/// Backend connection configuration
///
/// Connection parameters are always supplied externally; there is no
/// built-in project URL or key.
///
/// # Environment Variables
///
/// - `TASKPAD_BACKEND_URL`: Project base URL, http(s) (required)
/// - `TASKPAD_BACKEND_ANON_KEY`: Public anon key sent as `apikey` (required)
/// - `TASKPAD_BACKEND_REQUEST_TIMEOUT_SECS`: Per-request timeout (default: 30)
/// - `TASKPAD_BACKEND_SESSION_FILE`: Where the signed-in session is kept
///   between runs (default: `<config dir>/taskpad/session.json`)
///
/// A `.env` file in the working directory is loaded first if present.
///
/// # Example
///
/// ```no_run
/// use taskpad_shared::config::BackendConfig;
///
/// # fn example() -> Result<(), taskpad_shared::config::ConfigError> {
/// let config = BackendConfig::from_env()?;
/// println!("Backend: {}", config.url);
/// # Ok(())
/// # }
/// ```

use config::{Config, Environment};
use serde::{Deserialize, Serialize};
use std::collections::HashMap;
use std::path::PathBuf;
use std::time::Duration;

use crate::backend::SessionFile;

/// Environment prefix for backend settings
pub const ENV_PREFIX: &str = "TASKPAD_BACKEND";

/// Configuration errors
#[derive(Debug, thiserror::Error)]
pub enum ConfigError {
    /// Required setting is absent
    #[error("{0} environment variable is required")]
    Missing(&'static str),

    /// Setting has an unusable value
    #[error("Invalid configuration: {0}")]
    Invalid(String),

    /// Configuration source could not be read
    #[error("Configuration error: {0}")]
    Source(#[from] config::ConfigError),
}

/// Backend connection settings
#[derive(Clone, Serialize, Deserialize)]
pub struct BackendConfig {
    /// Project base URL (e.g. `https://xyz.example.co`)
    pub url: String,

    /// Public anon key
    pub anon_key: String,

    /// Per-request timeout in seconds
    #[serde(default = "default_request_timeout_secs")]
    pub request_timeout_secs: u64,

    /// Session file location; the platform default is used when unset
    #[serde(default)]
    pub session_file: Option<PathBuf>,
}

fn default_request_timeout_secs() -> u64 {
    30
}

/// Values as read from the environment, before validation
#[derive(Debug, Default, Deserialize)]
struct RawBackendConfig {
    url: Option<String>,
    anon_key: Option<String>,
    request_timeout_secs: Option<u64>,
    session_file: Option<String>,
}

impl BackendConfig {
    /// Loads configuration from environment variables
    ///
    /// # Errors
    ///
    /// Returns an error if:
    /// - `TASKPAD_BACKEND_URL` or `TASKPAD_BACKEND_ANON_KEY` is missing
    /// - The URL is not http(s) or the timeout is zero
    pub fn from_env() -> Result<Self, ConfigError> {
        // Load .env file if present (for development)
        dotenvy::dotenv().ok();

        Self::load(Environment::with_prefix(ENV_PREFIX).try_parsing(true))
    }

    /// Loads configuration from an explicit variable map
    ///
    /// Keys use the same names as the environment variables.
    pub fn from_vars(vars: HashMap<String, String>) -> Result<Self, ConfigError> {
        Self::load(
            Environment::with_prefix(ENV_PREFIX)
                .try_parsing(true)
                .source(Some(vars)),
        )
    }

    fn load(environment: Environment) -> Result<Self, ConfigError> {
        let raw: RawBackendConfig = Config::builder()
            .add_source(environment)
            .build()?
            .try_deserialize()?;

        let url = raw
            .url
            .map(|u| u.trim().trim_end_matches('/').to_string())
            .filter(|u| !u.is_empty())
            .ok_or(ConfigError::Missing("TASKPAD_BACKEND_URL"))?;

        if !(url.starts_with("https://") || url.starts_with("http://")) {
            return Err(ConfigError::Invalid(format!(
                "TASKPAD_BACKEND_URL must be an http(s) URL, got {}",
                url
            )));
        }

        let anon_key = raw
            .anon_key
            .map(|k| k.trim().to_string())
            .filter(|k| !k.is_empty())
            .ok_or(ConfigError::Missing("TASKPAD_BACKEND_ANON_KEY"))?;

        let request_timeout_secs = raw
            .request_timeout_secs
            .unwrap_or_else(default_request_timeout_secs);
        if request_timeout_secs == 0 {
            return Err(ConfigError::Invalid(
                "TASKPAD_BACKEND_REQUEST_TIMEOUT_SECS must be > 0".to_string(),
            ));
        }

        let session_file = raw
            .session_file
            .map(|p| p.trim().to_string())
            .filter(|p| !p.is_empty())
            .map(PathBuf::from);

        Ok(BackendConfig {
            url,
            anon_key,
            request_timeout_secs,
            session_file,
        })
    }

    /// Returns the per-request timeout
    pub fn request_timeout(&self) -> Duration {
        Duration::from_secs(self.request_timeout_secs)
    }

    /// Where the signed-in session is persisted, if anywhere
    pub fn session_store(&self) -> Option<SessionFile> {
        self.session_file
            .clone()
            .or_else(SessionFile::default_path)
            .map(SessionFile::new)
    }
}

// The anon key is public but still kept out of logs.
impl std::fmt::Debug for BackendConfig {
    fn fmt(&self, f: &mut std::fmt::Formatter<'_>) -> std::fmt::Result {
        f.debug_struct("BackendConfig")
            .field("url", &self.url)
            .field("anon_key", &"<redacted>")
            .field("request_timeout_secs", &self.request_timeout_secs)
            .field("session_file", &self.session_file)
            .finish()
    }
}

# EXERCISE BRIEF
Within the listing above, copy each line that has the string "derive".

# YOUR SOLUTION
#[derive(Debug, thiserror::Error)]
#[derive(Clone, Serialize, Deserialize)]
#[derive(Debug, Default, Deserialize)]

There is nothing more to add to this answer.